- _HOW TO COMPLETE THIS TASK_
From the line bearing "run orchestration |" down to the final line of the records below, give every line again exactly and add nothing.

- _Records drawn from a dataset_
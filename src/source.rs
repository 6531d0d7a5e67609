//! The source-reader seam.
//!
//! Each data source (web page, local CSV, S3 object) implements
//! [`Source`], producing a shape-tagged [`SourceData`] that the rest of
//! the pipeline consumes without inspecting raw content. A source decides
//! its output shape exactly once, at this boundary.

use async_trait::async_trait;

use crate::error::PipelineError;
use crate::models::SourceData;

/// A data source that produces content for one upload run.
///
/// # Lifecycle
///
/// 1. The CLI builds a source from its arguments.
/// 2. [`load`](Source::load) is called once per pipeline run.
/// 3. The returned [`SourceData`] flows through normalization, batching,
///    and dispatch; nothing is persisted between runs.
#[async_trait]
pub trait Source: Send + Sync {
    /// Identifier used in logs and summaries (e.g. `web:<url>`,
    /// `s3://bucket/key`).
    fn label(&self) -> String;

    /// Fetch the raw content and tag its shape.
    ///
    /// May perform network or filesystem I/O. Any transient local state
    /// (download staging) must be cleaned up before returning, on every
    /// exit path.
    async fn load(&self) -> Result<SourceData, PipelineError>;
}
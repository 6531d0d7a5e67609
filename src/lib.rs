//! # Pack Harness
//!
//! A batching ingestion pipeline for uploading pack-organized content to
//! a remote embedding service.
//!
//! Pack Harness reads content from one of three sources (web page, local
//! CSV file, S3 object), normalizes it into a uniform sequence of
//! `(id, text)` records, partitions the records into bounded batches,
//! and dispatches the batches sequentially to a remote embedding
//! service. Pack metadata (names, descriptions) lives in a separate REST
//! backend that this crate only consumes.
//!
//! ## Architecture
//!
//! ```text
//! ┌─────────────┐   ┌────────────┐   ┌─────────┐   ┌────────────┐
//! │  Sources     │──▶│ Normalizer │──▶│ Batcher │──▶│ Dispatcher │
//! │ Web/CSV/S3  │   │ (id, text) │   │  ≤ 96    │   │ sequential │
//! └─────────────┘   └────────────┘   └─────────┘   └─────┬──────┘
//!        │                                               ▼
//!   web path only:                               ┌──────────────┐
//!   overlap chunker                              │  Embedding    │
//!                                                │  service      │
//!                                                └──────────────┘
//! ```
//!
//! Runs are strictly sequential: one stage at a time, one batch in
//! flight, no retries. A rejected batch aborts the run; batches the
//! service already accepted are not rolled back.
//!
//! ## Quick Start
//!
//! ```bash
//! packs pack create articles --description "news articles"
//! packs upload web https://example.com/story --pack articles
//! packs upload file ./customers.csv --pack customers
//! packs upload s3 demo-bucket customers.csv --pack customers
//! packs pack delete articles
//! ```
//!
//! ## Modules
//!
//! | Module | Purpose |
//! |--------|---------|
//! | [`config`] | TOML configuration parsing |
//! | [`models`] | Core data types |
//! | [`source`] | Source trait (reader seam) |
//! | [`source_web`] | Web-page source |
//! | [`source_file`] | Local CSV source |
//! | [`source_s3`] | S3 object source |
//! | [`chunk`] | Overlapping text chunker |
//! | [`normalize`] | Record normalization |
//! | [`batch`] | Record batching |
//! | [`dispatch`] | Batch dispatch to the embedding service |
//! | [`packs`] | Pack metadata backend client |
//! | [`ingest`] | Upload run orchestration |

pub mod batch;
pub mod chunk;
pub mod config;
pub mod dispatch;
pub mod error;
pub mod ingest;
pub mod models;
pub mod normalize;
pub mod pack_cmd;
pub mod packs;
pub mod source;
pub mod source_file;
pub mod source_s3;
pub mod source_web;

- _EXERCISE RESPONSE_
//! | [`ingest`] | Upload run orchestration |

pub mod batch;
pub mod chunk;
pub mod config;
pub mod dispatch;
pub mod error;
pub mod ingest;
pub mod models;
pub mod normalize;
pub mod pack_cmd;
pub mod packs;
pub mod source;
pub mod source_file;
pub mod source_s3;
pub mod source_web;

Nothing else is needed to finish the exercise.